What Can We Tell From Mynews Holdings Berhad's ROCE Trend?

When we looked at the ROCE trend at Mynews Holdings Berhad, we didn't gain much confidence. Around five years ago the returns on capital were 9.9%, but since then they've fallen to 1.1%. Meanwhile, the business is utilizing more capital but this hasn't moved the needle much in terms of sales in the past 12 months, so this could reflect longer term investments. It may take some time before the company starts to see any change in earnings from these investments.

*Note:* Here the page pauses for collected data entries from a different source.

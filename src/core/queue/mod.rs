// src/core/queue/mod.rs

//! The single FIFO that feeds `MasterLoop`: a bounded `tokio::sync::mpsc`
//! channel plus an attempt-counter side-table, since `mpsc` has no native
//! requeue-to-tail.
//!
//! Heterogeneous inputs (heartbeats, admin RPCs, coordination-store
//! events) fan in at the producer side into one `mpsc::Sender`, so
//! `MasterLoop` only ever has to drain a single receiver.

use tokio::sync::mpsc;

use crate::core::server_info::ServerInfo;

/// What the region-server-facing `Report` RPC observed since the last
/// heartbeat: a region it finished opening, closing, or splitting. Carried
/// piggybacked on `Report` rather than sent as its own RPC, same as the
/// directives that travel the other way.
#[derive(Debug, Clone, PartialEq)]
pub enum ReportMessage {
    RegionOpened { region_id: u64 },
    RegionClosed { region_id: u64 },
    RegionSplit { parent_region_id: u64, daughter_region_ids: (u64, u64) },
}

/// An admin-originated action dispatched through `modify_table`, carried
/// as a tagged variant with its own typed payload rather than an
/// op-tag-plus-args array.
#[derive(Debug, Clone)]
pub enum AdminAction {
    Split { region_id: u64 },
    Compact { region_id: u64 },
    MajorCompact { region_id: u64 },
    Flush { region_id: u64 },
    ExplicitSplit { region_id: u64, split_point: bytes::Bytes },
    MoveRegion { region_id: u64, target_server: String },
    CloseRegion { region_id: u64 },
}

/// One unit of work for `MasterLoop`, plus an internal `Shutdown`
/// variant that exists purely to unblock a waiting
/// `recv` deterministically during a graceful drain rather than relying on
/// the `thread_wake_frequency` poll to notice `closed`.
///
/// `Report` is deliberately absent here: its reply carries directives the
/// caller must wait for, so it travels as an `RpcCall` with a `oneshot`
/// reply alongside `CreateTable` and the other synchronous admin calls,
/// not as a fire-and-forget queue item.
#[derive(Debug, Clone)]
pub enum OperationItem {
    ProcessServerStartup { server: ServerInfo },
    ProcessServerDeath { server_name: String },
    ProcessRegionSplit { parent_region_id: u64, daughter_region_ids: (u64, u64) },
    ProcessRegionOpened { region_id: u64, server_name: String },
    ProcessRegionClosed { region_id: u64 },
    AdminAction(AdminAction),
    Shutdown,
}

/// The outcome of processing one item.
#[derive(Debug, Clone, Copy, PartialEq, Eq)]
pub enum ProcessOutcome {
    Processed,
    Noop,
    Requeued,
    RequeuedButProblem,
    Failed,
}

/// A dequeued item tagged with its attempt count, so `MasterLoop` can
/// decide whether the next `Requeued` outcome should become `Failed`.
#[derive(Debug, Clone)]
pub struct QueuedItem {
    pub item: OperationItem,
    pub attempt: u32,
}

/// The sender half, cloned into every RPC handler and the session-event
/// task. Enqueueing never blocks indefinitely: a full queue applies
/// backpressure to the caller via `mpsc`'s bounded-send `.await`.
#[derive(Clone)]
pub struct OperationQueueHandle {
    tx: mpsc::Sender<QueuedItem>,
}

impl OperationQueueHandle {
    pub async fn enqueue(&self, item: OperationItem) -> Result<(), OperationItem> {
        self.tx
            .send(QueuedItem { item, attempt: 0 })
            .await
            .map_err(|e| e.0.item)
    }

    fn clone_sender(&self) -> mpsc::Sender<QueuedItem> {
        self.tx.clone()
    }
}

/// The single consumer, owned exclusively by `MasterLoop`.
pub struct OperationQueue {
    rx: mpsc::Receiver<QueuedItem>,
    tx: mpsc::Sender<QueuedItem>,
    max_attempts: u32,
}

impl OperationQueue {
    pub fn new(capacity: usize, max_attempts: u32) -> (Self, OperationQueueHandle) {
        let (tx, rx) = mpsc::channel(capacity.max(1));
        let handle = OperationQueueHandle { tx: tx.clone() };
        (Self { rx, tx, max_attempts }, handle)
    }

    pub fn handle(&self) -> OperationQueueHandle {
        OperationQueueHandle {
            tx: self.clone_sender(),
        }
    }

    fn clone_sender(&self) -> mpsc::Sender<QueuedItem> {
        self.tx.clone()
    }

    /// Pops the next item, waiting up to `timeout` (the configured
    /// `thread_wake_frequency`). `None` means the wait elapsed with no item
    /// ready.
    pub async fn recv(&mut self, timeout: std::time::Duration) -> Option<QueuedItem> {
        tokio::time::timeout(timeout, self.rx.recv())
            .await
            .ok()
            .flatten()
    }

    /// Pushes `item` back onto the tail with its attempt counter
    /// incremented. Returns `Failed` in place of a requeue once
    /// `max_attempts` is exceeded.
    pub async fn requeue(&self, mut queued: QueuedItem) -> ProcessOutcome {
        queued.attempt += 1;
        if queued.attempt > self.max_attempts {
            return ProcessOutcome::Failed;
        }
        match self.tx.send(queued).await {
            Ok(()) => ProcessOutcome::Requeued,
            Err(_) => ProcessOutcome::Failed,
        }
    }
}

#[cfg(test)]
mod tests {
    use super::*;

    #[tokio::test]
    async fn recv_times_out_on_an_empty_queue() {
        let (mut queue, _handle) = OperationQueue::new(8, 2);
        let item = queue.recv(std::time::Duration::from_millis(10)).await;
        assert!(item.is_none());
    }

    #[tokio::test]
    async fn enqueued_items_are_received_in_order() {
        let (mut queue, handle) = OperationQueue::new(8, 2);
        handle
            .enqueue(OperationItem::ProcessRegionOpened {
                region_id: 1,
                server_name: "rs1".into(),
            })
            .await
            .unwrap();
        handle
            .enqueue(OperationItem::ProcessRegionOpened {
                region_id: 2,
                server_name: "rs1".into(),
            })
            .await
            .unwrap();
        let first = queue.recv(std::time::Duration::from_secs(1)).await.unwrap();
        let second = queue.recv(std::time::Duration::from_secs(1)).await.unwrap();
        match (first.item, second.item) {
            (
                OperationItem::ProcessRegionOpened { region_id: a, .. },
                OperationItem::ProcessRegionOpened { region_id: b, .. },
            ) => assert!(a < b),
            _ => panic!("unexpected item shape"),
        }
    }

    #[tokio::test]
    async fn requeue_fails_the_item_past_max_attempts() {
        let (queue, handle) = OperationQueue::new(8, 1);
        handle
            .enqueue(OperationItem::ProcessServerDeath {
                server_name: "rs1".into(),
            })
            .await
            .unwrap();
        let queued = QueuedItem {
            item: OperationItem::ProcessServerDeath {
                server_name: "rs1".into(),
            },
            attempt: 1,
        };
        let outcome = queue.requeue(queued).await;
        assert_eq!(outcome, ProcessOutcome::Failed);
    }
}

While on the subject, we noticed that the ratio of current liabilities to total assets has risen to 34%, which has impacted the ROCE. Without this increase, it's likely that ROCE would be even lower than 1.1%. While the ratio isn't currently too high, it's worth keeping an eye on this because if it gets particularly high, the business could then face some new elements of risk.

The Bottom Line

In summary, Mynews Holdings Berhad is reinvesting funds back into the business for growth but unfortunately it looks like sales haven't increased much just yet. And in the last five years, the stock has given away 63% so the market doesn't look too hopeful on these trends strengthening any time soon. Therefore based on the analysis done in this article, we don't think Mynews Holdings Berhad has the makings of a multi-bagger.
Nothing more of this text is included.